The South Asian economy will grow 5.1% in 2023, driven by a 6% growth of its largest economy, India, says the latest Trade and Development Report (TDR) Update of the United Nations Conference on Trade and Development (UNCTAD).
The South Asia region registered growth of 5.7% in 2022, 0.9 percentage points higher than projected in TDR 2022, it said.
According to the TDR Update published on April 12, the deceleration of the Indian economy to 6% from a 6.6 % growth in GDP in 2022 will be because of the weakening of government spending.
For 2022, India saw the positive effect of high public and private investment and consumption as well as rising exports partly being offset by higher energy import bills, which deepened the current account deficit and ate up reserves, the update said. "The Reserve Bank of India started tightening its policy stance during the spring of 2022 to limit damage caused by foreign capital outflows, a weakening currency and inflation risks. Higher financing cost slightly dented buoyant economic activity, and over-leveraging in the corporate sector may become a factor of financial instability," the report says.
Regarding global growth prospects, UNCTAD's TDR Update said the year 2023 will test the financial resilience of the post-pandemic world. "While it is difficult to predict the precise timing and contours of a financial crisis, if any, the first weeks of spring 2023 do make it clear that in an interconnected and fragile world economy, central bank decisions in advanced countries should not be taken without consideration of their wider systemic impact. This should inform policymakers' thinking when they try to find a balance between financial stability and price stability in the coming months of 2023," the report says.
It also cautioned that the age of ultra-low interest rates is giving way to one of higher interest rates. "Three entrenched legacies from this passing era will need urgent attention and action from the international community if the global economy generally, and the developing world in particular, is to end this decade in a healthier position than it began. First is the weakness of productive investment, including for the climate transition. The use of monetary policy as the main tool of macroeconomic management is the second and the third is the growing dependence on debt," the report points out.

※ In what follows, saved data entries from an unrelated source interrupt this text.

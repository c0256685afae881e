use std::{
    fs::File,
    io::BufWriter,
    path::{Path, PathBuf},
};

use anyhow::{Context, anyhow};
use chrono::Utc;
use clap::{Args, Parser, Subcommand};
use tracing::info;
use weather_core::{
    Config, CsvWriter, Endpoints, Forecast, HttpTransport, Location, MemoryStore, ProviderId,
    Store, Transport, Weather,
};

/// Top-level CLI struct.
#[derive(Debug, Parser)]
#[command(name = "weather", version, about = "Collects and normalizes weather data")]
pub struct Cli {
    /// Log debug output (overridden by RUST_LOG).
    #[arg(short, long, global = true)]
    pub verbose: bool,

    #[command(subcommand)]
    pub command: Command,
}

#[derive(Debug, Subcommand)]
pub enum Command {
    /// Configure credentials for a specific provider.
    Configure {
        /// Provider short name, e.g. "openweathermap" or "weatherbit".
        provider: ProviderId,

        /// Also make this the default provider.
        #[arg(long)]
        default: bool,
    },

    /// List supported providers and whether they are configured.
    Providers,

    /// Parse a previously saved provider response.
    Parse {
        provider: ProviderId,

        /// File holding the raw JSON response.
        file: PathBuf,

        /// The file is a forecast response.
        #[arg(long, conflicts_with = "locations")]
        forecast: bool,

        /// The file is a location search response.
        #[arg(long)]
        locations: bool,

        /// Write the records to this CSV file instead of printing them.
        #[arg(long)]
        csv: Option<PathBuf>,
    },

    /// Request data from a provider and normalize it.
    Collect {
        /// Provider to ask; defaults to the configured default provider.
        #[arg(long)]
        provider: Option<ProviderId>,

        /// Request a forecast instead of current weather.
        #[arg(long, conflicts_with = "locations")]
        forecast: bool,

        /// Search for stations around the given coordinates.
        #[arg(long)]
        locations: bool,

        #[command(flatten)]
        location: LocationArgs,

        /// Write the records to this CSV file instead of printing them.
        #[arg(long)]
        csv: Option<PathBuf>,
    },
}

/// Location given on the command line; falls back to the configured one.
#[derive(Debug, Args, Default)]
pub struct LocationArgs {
    /// Provider specific location id.
    #[arg(long)]
    pub id: Option<u32>,

    #[arg(long, requires = "lon", allow_hyphen_values = true)]
    pub lat: Option<f64>,

    #[arg(long, requires = "lat", allow_hyphen_values = true)]
    pub lon: Option<f64>,

    /// Place name, e.g. "Berlin".
    #[arg(long)]
    pub name: Option<String>,

    #[arg(long)]
    pub postcode: Option<String>,

    /// ISO 3166 alpha-2 country code.
    #[arg(long)]
    pub country: Option<String>,
}

impl LocationArgs {
    fn into_location(self) -> Location {
        let mut location = Location {
            id: self.id,
            name: self.name,
            postcode: self.postcode,
            country_code: self.country,
            ..Location::default()
        };
        if let (Some(lat), Some(lon)) = (self.lat, self.lon) {
            location.coordinates = Location::from_coordinates(lat, lon).coordinates;
        }
        location
    }
}

impl Cli {
    pub async fn run(self) -> anyhow::Result<()> {
        match self.command {
            Command::Configure { provider, default } => configure(provider, default),
            Command::Providers => list_providers(),
            Command::Parse {
                provider,
                file,
                forecast,
                locations,
                csv,
            } => parse_file(provider, &file, forecast, locations, csv),
            Command::Collect {
                provider,
                forecast,
                locations,
                location,
                csv,
            } => collect(provider, forecast, locations, location, csv).await,
        }
    }
}

fn configure(provider: ProviderId, make_default: bool) -> anyhow::Result<()> {
    let mut config = Config::load()?;

    let api_key = inquire::Password::new(&format!("API key for {provider}:"))
        .without_confirmation()
        .prompt()
        .context("Failed to read API key")?;
    if api_key.trim().is_empty() {
        return Err(anyhow!("API key must not be empty"));
    }

    config.upsert_provider_api_key(provider, api_key.trim().to_owned());
    if make_default {
        config.set_default_provider(provider);
    }
    config.save()?;

    println!(
        "Saved API key for {provider} to {}",
        Config::config_file_path()?.display()
    );
    Ok(())
}

fn list_providers() -> anyhow::Result<()> {
    let config = Config::load()?;
    let default = config.default_provider_id().ok();

    for id in ProviderId::all() {
        let state = if config.is_provider_configured(*id) {
            "configured"
        } else {
            "not configured"
        };
        let marker = if default == Some(*id) { " (default)" } else { "" };
        println!("{id:<16}{state}{marker}");
    }
    Ok(())
}

fn parse_file(
    provider: ProviderId,
    file: &Path,
    forecast: bool,
    locations: bool,
    csv: Option<PathBuf>,
) -> anyhow::Result<()> {
    let json = std::fs::read_to_string(file)
        .with_context(|| format!("Failed to read {}", file.display()))?;
    let location = Location::from_name(file.display().to_string());
    let store = MemoryStore::new();

    if locations {
        let found = provider
            .parse_locations(&json)
            .with_context(|| format!("Failed to parse {}", file.display()))?;
        for (found_location, weather) in &found {
            // Entries identified only by their weather are filed under the input file.
            let location = if found_location.is_empty() {
                &location
            } else {
                found_location
            };
            store.save_current_weather(provider, location, weather)?;
        }
        info!(count = found.len(), "parsed locations");
    } else if forecast {
        let parsed = provider
            .parse_forecast(&json)
            .with_context(|| format!("Failed to parse {}", file.display()))?;
        store.save_forecast(provider, &location, &parsed)?;
    } else {
        let parsed = provider
            .parse_current_weather(&json)
            .with_context(|| format!("Failed to parse {}", file.display()))?;
        store.save_current_weather(provider, &location, &parsed)?;
    }

    emit(&store, csv)
}

async fn collect(
    provider: Option<ProviderId>,
    forecast: bool,
    locations: bool,
    location: LocationArgs,
    csv: Option<PathBuf>,
) -> anyhow::Result<()> {
    let config = Config::load()?;
    let provider = match provider {
        Some(id) => id,
        None => config.default_provider_id()?,
    };
    let api_key = config.require_api_key(provider)?;

    let mut location = location.into_location();
    if location.is_empty() {
        location = config.location.clone().ok_or_else(|| {
            anyhow!("No location given.\nHint: pass --name, --id or --lat/--lon, or set [location] in the config file.")
        })?;
    }

    let endpoints: &dyn Endpoints = provider.endpoints();
    let url = if locations {
        endpoints.locations_url(&location, api_key)
    } else if forecast {
        endpoints.forecast_url(&location, api_key)
    } else {
        endpoints.current_url(&location, api_key)
    }
    .ok_or_else(|| anyhow!("{provider} cannot look up location '{location}'"))?;

    let transport = HttpTransport::new(config.http.timeout())?;
    let request_time = Utc::now();
    info!(%provider, %location, forecast, locations, "requesting data");
    let body = transport
        .get(&url)
        .await
        .with_context(|| format!("Failed to request data from {provider}"))?;

    let store = MemoryStore::new();
    if locations {
        let found = provider
            .parse_locations(&body)
            .with_context(|| format!("Failed to parse {provider} location search"))?;
        for (found_location, weather) in found {
            let found_location = if found_location.is_empty() {
                location.clone()
            } else {
                found_location
            };
            store.save_current_weather(
                provider,
                &found_location,
                &weather.with_request_time(request_time),
            )?;
        }
    } else if forecast {
        let parsed = provider
            .parse_forecast(&body)
            .with_context(|| format!("Failed to parse {provider} forecast"))?
            .with_request_time(request_time);
        store.save_forecast(provider, &location, &parsed)?;
    } else {
        let parsed = provider
            .parse_current_weather(&body)
            .with_context(|| format!("Failed to parse {provider} current weather"))?
            .with_request_time(request_time);
        store.save_current_weather(provider, &location, &parsed)?;
    }

    emit(&store, csv)
}

/// Writes everything in `store` to a CSV file, or prints it.
fn emit(store: &MemoryStore, csv: Option<PathBuf>) -> anyhow::Result<()> {
    let weather = store.all_current_weather()?;
    let forecasts = store.all_forecasts()?;

    match csv {
        Some(path) => {
            let file = File::create(&path)
                .with_context(|| format!("Failed to create {}", path.display()))?;
            let mut writer = CsvWriter::new(BufWriter::new(file));
            for (provider, location, w) in &weather {
                writer.write_weather(*provider, location, w)?;
            }
            for (provider, location, f) in &forecasts {
                writer.write_forecast(*provider, location, f)?;
            }
            writer.finish()?;
            println!("Wrote CSV to {}", path.display());
        }
        None => {
            for (provider, location, w) in &weather {
                println!("{provider} @ {location}: {}", describe(w));
            }
            for (provider, location, f) in &forecasts {
                print_forecast(*provider, location, f);
            }
        }
    }
    Ok(())
}

fn print_forecast(provider: ProviderId, location: &Location, forecast: &Forecast) {
    println!(
        "{provider} @ {location}: forecast with {} points",
        forecast.data.len()
    );
    for w in &forecast.data {
        println!("  {}", describe(w));
    }
}

/// Single-line, human-friendly rendering of the fields that are present.
fn describe(w: &Weather) -> String {
    let mut parts = Vec::new();
    if let Some(t) = w.data_time {
        parts.push(t.format("%Y-%m-%d %H:%M UTC").to_string());
    }
    if let Some(c) = w.temperature_celsius {
        parts.push(format!("{c:.1} °C"));
    }
    if let Some(h) = w.humidity {
        parts.push(format!("{h}% humidity"));
    }
    if let Some(p) = w.pressure {
        parts.push(format!("{p} hPa"));
    }
    if let Some(s) = w.wind_speed {
        let dir = w
            .wind_degrees
            .map(|d| format!(" from {d}°"))
            .unwrap_or_default();
        parts.push(format!("wind {s:.1} m/s{dir}"));
    }
    if let Some(c) = w.cloudiness {
        parts.push(format!("{c}% clouds"));
    }
    if let Some(r) = w.rain.filter(|r| *r > 0.0) {
        parts.push(format!("rain {r} mm"));
    }
    if let Some(s) = w.snow.filter(|s| *s > 0.0) {
        parts.push(format!("snow {s} mm"));
    }
    if parts.is_empty() {
        "no data".to_owned()
    } else {
        parts.join(", ")
    }
}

UNCTAD suggested that the weakness of productive investment will require policymakers to take a closer examination of corporate governance and the way in which profits are generated, managed and distributed. On the use of monetary policy for macroeconomic management, the report said that it will require recovering the active role of fiscal policy and an overhaul of the tax systems in both advanced and developing countries towards higher progressivity. Reform of the international financial system to protect and expand fiscal space was also suggested. On tackling the issue of the growing dependence on debt, the agency said it will not only require a return to responsible lending and borrowing, but a new institutional architecture to better manage debt distress and restructuring.